Congratulations we are done. We now have our converted recipe in the **Recipe Converter** tool of MyKitchenCalculator.com. Note I added the volume measurements to the recipe by typing an equal sign and it’s value into the “Converted Recipe” section of the tool. By doing this you can easily print it or copy and paste it.

Or when using the Weight to Volume Cooking Converter tool from OnlineConversion.com the answer is a little bit different. So don’t be afraid to experiment with your recipes, because recipes allow for imprecise measurements.

**Share home recipe by posting comments**

When you convert recipes on MitchellBakery.com please consider sharing your successes with the community by posting a comment at the bottom of the recipe with your home version of the recipe.

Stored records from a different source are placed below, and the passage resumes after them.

use super::rolling_mean;
use shared::models::Candle;

use crate::error::EngineError;

/// The volume baseline always spans 50 candles, whatever the other windows are set to.
pub const VOLUME_WINDOW: usize = 50;

/// True when the latest volume exceeds `threshold` times its 50-candle average.
/// Fewer than 50 candles is an error rather than a quiet `false`.
pub fn check_volume_spike(data: &[Candle], threshold: f64) -> Result<bool, EngineError> {
    if data.len() < VOLUME_WINDOW {
        return Err(EngineError::InsufficientData {
            required: VOLUME_WINDOW,
            available: data.len(),
        });
    }
    let volumes: Vec<f64> = data.iter().map(|c| c.volume).collect();
    let avg_volume = rolling_mean(&volumes, VOLUME_WINDOW)
        .last()
        .copied()
        .flatten()
        .ok_or_else(|| EngineError::IndicatorError("Rolling volume average is undefined".to_string()))?;
    let latest_volume = volumes[volumes.len() - 1];
    Ok(latest_volume > avg_volume * threshold)
}
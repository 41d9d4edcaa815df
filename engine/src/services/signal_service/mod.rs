// engine/src/services/signal_service/mod.rs
// Runs fetch -> indicators -> compose for every configured pair and sends one combined message.

use chrono::{DateTime, Utc};
use futures::future::join_all;
use shared::models::TradeSignal;
use std::sync::Arc;

use super::notifier::{Delivery, Notifier};
use crate::config::SignalSettings;
use crate::data::{CandleSeries, MarketDataFetcher, OhlcvSource};
use crate::error::EngineError;
use crate::indicators::{determine_trend, IndicatorBundle};

pub mod compose_signal;
pub mod helpers;

pub use compose_signal::SignalComposer;

/// Separator between per-pair blocks in the combined message.
pub const SIGNAL_SEPARATOR: &str = "\n\n";

#[derive(Debug, Clone, Copy, PartialEq, Eq)]
pub enum RunOutcome {
    Sent { signals: usize, delivery: Delivery },
    NoSignals,
    InvalidConfig,
}

pub struct SignalAggregator {
    settings: SignalSettings,
    source: Arc<dyn OhlcvSource>,
    notifier: Notifier,
    fetcher: MarketDataFetcher,
}

impl SignalAggregator {
    pub fn new(settings: SignalSettings, source: Arc<dyn OhlcvSource>, notifier: Notifier) -> Self {
        let fetcher = MarketDataFetcher {
            lookback: settings.lookback(),
            retries: settings.retry.fetch_retries,
            retry_delay: settings.retry.fetch_delay(),
            ..MarketDataFetcher::default()
        };
        SignalAggregator {
            settings,
            source,
            notifier,
            fetcher,
        }
    }

    /// One full pass. Callers must not start a second run while one is in flight.
    pub async fn run(&self) -> RunOutcome {
        tracing::info!("Checking trading pairs signals...");
        let signals = match self.collect_signals(Utc::now()).await {
            Ok(signals) => signals,
            Err(e) => {
                tracing::error!(error = %e, "Configuration is missing required keys, skipping run");
                return RunOutcome::InvalidConfig;
            }
        };

        if signals.is_empty() {
            tracing::info!("No signals generated.");
            return RunOutcome::NoSignals;
        }

        let summary = combine_signals(&signals);
        tracing::info!(signals = signals.len(), "Sending signal summary");
        let delivery = self.notifier.send(&summary).await;
        RunOutcome::Sent {
            signals: signals.len(),
            delivery,
        }
    }

    /// Fetches every pair concurrently and composes signals in pair order. Only a
    /// configuration problem is an error; per-pair failures are logged and skipped.
    pub async fn collect_signals(&self, generated_at: DateTime<Utc>) -> Result<Vec<TradeSignal>, EngineError> {
        let composer = SignalComposer::from_settings(&self.settings)?;
        let pairs = &self.settings.trading_pairs;

        let handles = pairs.iter().map(|pair| {
            let source = Arc::clone(&self.source);
            let fetcher = self.fetcher.clone();
            let pair = pair.clone();
            tokio::spawn(async move { fetcher.fetch(&*source, &pair).await })
        });
        let results = join_all(handles).await;

        let mut signals = Vec::new();
        for (pair, result) in pairs.iter().zip(results) {
            let series = match result {
                Ok(Some(series)) if !series.is_empty() => series,
                Ok(_) => {
                    tracing::warn!(pair = %pair, "No market data, skipping pair");
                    continue;
                }
                Err(e) => {
                    tracing::error!(pair = %pair, error = %e, "Market data task failed");
                    continue;
                }
            };

            tracing::info!(pair = %pair, timeframe = %series.timeframe(), rows = series.len(), "Processing data for trading pair");
            match self.process_pair(&composer, &series, generated_at) {
                Ok(Some(signal)) => {
                    tracing::info!(pair = %pair, sections = signal.sections.len(), "Generated signal");
                    signals.push(signal);
                }
                Ok(None) => tracing::debug!(pair = %pair, "No indicator crossed a threshold"),
                Err(e) => tracing::error!(pair = %pair, error = %e, "Error processing pair"),
            }
        }
        Ok(signals)
    }

    fn process_pair(
        &self,
        composer: &SignalComposer,
        series: &CandleSeries,
        generated_at: DateTime<Utc>,
    ) -> Result<Option<TradeSignal>, EngineError> {
        let windows = &self.settings.indicators;
        let bundle = IndicatorBundle::compute(series, windows)?;
        let trend_1h = determine_trend(series.candles(), windows.trend_1h_short_window, windows.trend_1h_long_window);
        let trend_15m = determine_trend(series.candles(), windows.trend_15m_short_window, windows.trend_15m_long_window);
        Ok(composer.compose(series, &bundle, trend_1h, trend_15m, generated_at))
    }
}

pub fn combine_signals(signals: &[TradeSignal]) -> String {
    signals
        .iter()
        .map(|signal| signal.to_string())
        .collect::<Vec<_>>()
        .join(SIGNAL_SEPARATOR)
}
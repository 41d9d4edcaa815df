// Technical indicators module
pub mod bollinger;
pub mod crossover;
pub mod rsi;
pub mod sma;
pub mod trend;
pub mod volume;

pub use bollinger::{bollinger_bands, BollingerBands, RollingStd};
pub use crossover::{moving_average_crossover, Crossover, Position};
pub use rsi::Rsi;
pub use sma::Sma;
pub use trend::determine_trend;
pub use volume::{check_volume_spike, VOLUME_WINDOW};

use serde_json::Value;
use shared::models::Candle;

use crate::config::IndicatorSettings;
use crate::data::CandleSeries;
use crate::error::EngineError;

// Common trait for all indicators
pub trait IndicatorCalculator: Send + Sync {
    fn name(&self) -> &str;
    fn parameters(&self) -> Value; // Parameters used for this indicator instance
    /// One value per candle; `None` where the lookback window is not yet full.
    fn calculate(&self, data: &[Candle]) -> Vec<Option<f64>>;
}

/// Applies `f` to every full window of `values`. A window holding any `None` yields `None`.
pub fn rolling<F>(values: &[Option<f64>], window: usize, f: F) -> Vec<Option<f64>>
where
    F: Fn(&[f64]) -> f64,
{
    if window == 0 || window > values.len() {
        return vec![None; values.len()];
    }
    let mut buf = Vec::with_capacity(window.min(values.len()));
    (0..values.len())
        .map(|i| {
            if i + 1 < window {
                return None;
            }
            buf.clear();
            for v in &values[i + 1 - window..=i] {
                buf.push((*v)?);
            }
            Some(f(&buf))
        })
        .collect()
}

pub fn mean(window: &[f64]) -> f64 {
    window.iter().sum::<f64>() / window.len() as f64
}

/// Sample standard deviation (n - 1 denominator); undefined for a single value.
pub fn sample_std(window: &[f64]) -> f64 {
    if window.len() < 2 {
        return f64::NAN;
    }
    let m = mean(window);
    let var = window.iter().map(|v| (v - m).powi(2)).sum::<f64>() / (window.len() - 1) as f64;
    var.sqrt()
}

pub fn rolling_mean(values: &[f64], window: usize) -> Vec<Option<f64>> {
    let values: Vec<Option<f64>> = values.iter().copied().map(Some).collect();
    rolling(&values, window, mean)
}

/// Every indicator the composer reads for one pair, aligned 1:1 with the candle series.
#[derive(Debug, Clone)]
pub struct IndicatorBundle {
    pub crossover: Crossover,
    pub rsi: Vec<Option<f64>>,
    pub bands: BollingerBands,
    pub volume_spike: bool,
}

impl IndicatorBundle {
    /// Fails only on the volume-spike precondition (fewer than 50 candles).
    pub fn compute(series: &CandleSeries, settings: &IndicatorSettings) -> Result<Self, EngineError> {
        let candles = series.candles();
        let rsi = Rsi::new(settings.rsi_window);
        let bundle = IndicatorBundle {
            crossover: moving_average_crossover(candles, settings.short_ma_window, settings.long_ma_window),
            rsi: rsi.calculate(candles),
            bands: bollinger_bands(candles, settings.bollinger_window, settings.bollinger_std_dev),
            volume_spike: check_volume_spike(candles, settings.volume_spike_threshold)?,
        };
        tracing::debug!(
            pair = %series.pair(),
            rsi = %rsi.parameters(),
            position = ?bundle.latest_position(),
            latest_rsi = ?bundle.latest_rsi(),
            volume_spike = bundle.volume_spike,
            "Computed indicators"
        );
        Ok(bundle)
    }

    pub fn latest_position(&self) -> Option<Position> {
        self.crossover.positions.last().copied().flatten()
    }

    pub fn latest_rsi(&self) -> Option<f64> {
        self.rsi.last().copied().flatten()
    }

    /// (lower, upper) for the latest candle.
    pub fn latest_bands(&self) -> Option<(f64, f64)> {
        let lower = self.bands.lower.last().copied().flatten()?;
        let upper = self.bands.upper.last().copied().flatten()?;
        Some((lower, upper))
    }
}

#[cfg(test)]
pub(crate) mod tests {
    use super::*;
    use chrono::{TimeZone, Utc};

    pub(crate) fn create_candle(i: usize, close: f64, volume: f64) -> Candle {
        Candle {
            timestamp: Utc.timestamp_millis_opt(1_700_000_000_000 + i as i64 * 900_000).unwrap(),
            open: close,
            high: close,
            low: close,
            close,
            volume,
        }
    }

    pub(crate) fn candles_from_closes(closes: &[f64]) -> Vec<Candle> {
        closes.iter().enumerate().map(|(i, &c)| create_candle(i, c, 100.0)).collect()
    }

    #[test]
    fn test_rolling_mean_leaves_warmup_undefined() {
        let result = rolling_mean(&[1.0, 2.0, 3.0, 4.0], 3);
        assert_eq!(result, vec![None, None, Some(2.0), Some(3.0)]);
    }

    #[test]
    fn test_rolling_skips_windows_with_gaps() {
        let values = [None, Some(1.0), Some(3.0), Some(5.0)];
        assert_eq!(rolling(&values, 2, mean), vec![None, None, Some(2.0), Some(4.0)]);
    }

    #[test]
    fn test_rolling_window_longer_than_data() {
        let values = [Some(1.0), Some(2.0), Some(3.0)];
        assert_eq!(rolling(&values, 4, mean), vec![None; 3]);
        assert_eq!(rolling(&values, 1 << 62, mean), vec![None; 3]);
        assert_eq!(rolling_mean(&[], usize::MAX), Vec::<Option<f64>>::new());
    }

    #[test]
    fn test_sample_std() {
        assert!((sample_std(&[2.0, 4.0, 4.0, 4.0, 5.0, 5.0, 7.0, 9.0]) - 2.138089935).abs() < 1e-9);
        assert!(sample_std(&[1.0]).is_nan());
    }

    #[test]
    fn test_bundle_requires_volume_history() {
        let series = CandleSeries::new("BTC/USDT", shared::models::TimeFrame::Minute15, candles_from_closes(&[1.0; 49]));
        let result = IndicatorBundle::compute(&series, &IndicatorSettings::default());
        assert!(matches!(result, Err(EngineError::InsufficientData { required: 50, available: 49 })));
    }

    #[test]
    fn test_bundle_latest_values() {
        let closes: Vec<f64> = (0..60).map(|i| if i % 2 == 0 { 100.0 } else { 101.0 }).collect();
        let series = CandleSeries::new("ETH/USDT", shared::models::TimeFrame::Minute15, candles_from_closes(&closes));
        let bundle = IndicatorBundle::compute(&series, &IndicatorSettings::default()).unwrap();
        assert_eq!(bundle.latest_position(), None);
        assert!((bundle.latest_rsi().unwrap() - 50.0).abs() < 1e-6);
        let (lower, upper) = bundle.latest_bands().unwrap();
        assert!(lower < 101.0 && 101.0 < upper);
        assert!(!bundle.volume_spike);
    }
}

It took me about 20 minutes to convert this recipe, so by sharing your successes with others, it will save everyone the time and effort to do the conversion. And who knows someone may come up with an improvement. Let’s see who can get the best version of these Mitchell Bakery recipes posted.

As home recipes get posted via comments, I’ll add those recipe to the “Home Recipes” menu on MitchellBakery.com. That way everyone can easily find the Mitchell Bakery recipes that have home versions available.

I have posted this version to the Angel Food Cookies recipe and will do a few others.

Angel Food Cookies

********************

-Original Recipe:

********************

24 oz. flour

36 oz. powdered sugar.

36 oz. shortening

1 oz. salt

8 oz. walnuts

vanilla

Mix all together. Cut with cutter and bake white.

Substitute 3 oz. cocoa for 3 oz. flour — Chocolate Angel Food.

3 oz. cocoa

********************

*Original recipe divided by 4

*Recipe rounded to nearest cooking fraction

6 oz. flour = 1 Cup to 1 1/3 cups

9 oz. powdered sugar = 2 1/8 Cups

9 oz. shortening = 1 1/4 Cups

1/4 oz. salt = 1 teaspoon

2 oz. walnuts = 1/2 Cup

vanilla = 1/8 teaspoon

Mix all together. Cut with cutter and bake white.

Substitute 3 oz. cocoa for 3 oz. flour — Chocolate Angel Food.

3/4 oz. cocoa = 2 3/4 tablespoons to 4 tablespoons

I love this conversion, Don but what is bake white?

I had to huddle with my sisters to figure this one out. Good question. We concluded that the ‘bake white’ is just referring to the top half of the recipe, after that it tells how to make the chocolate version. It’s very unusual that the vanilla version of a cookie beats out its chocolate cousin, but the Angel Food Cookie original recipe is the most requested recipe from the Mitchell Bakery.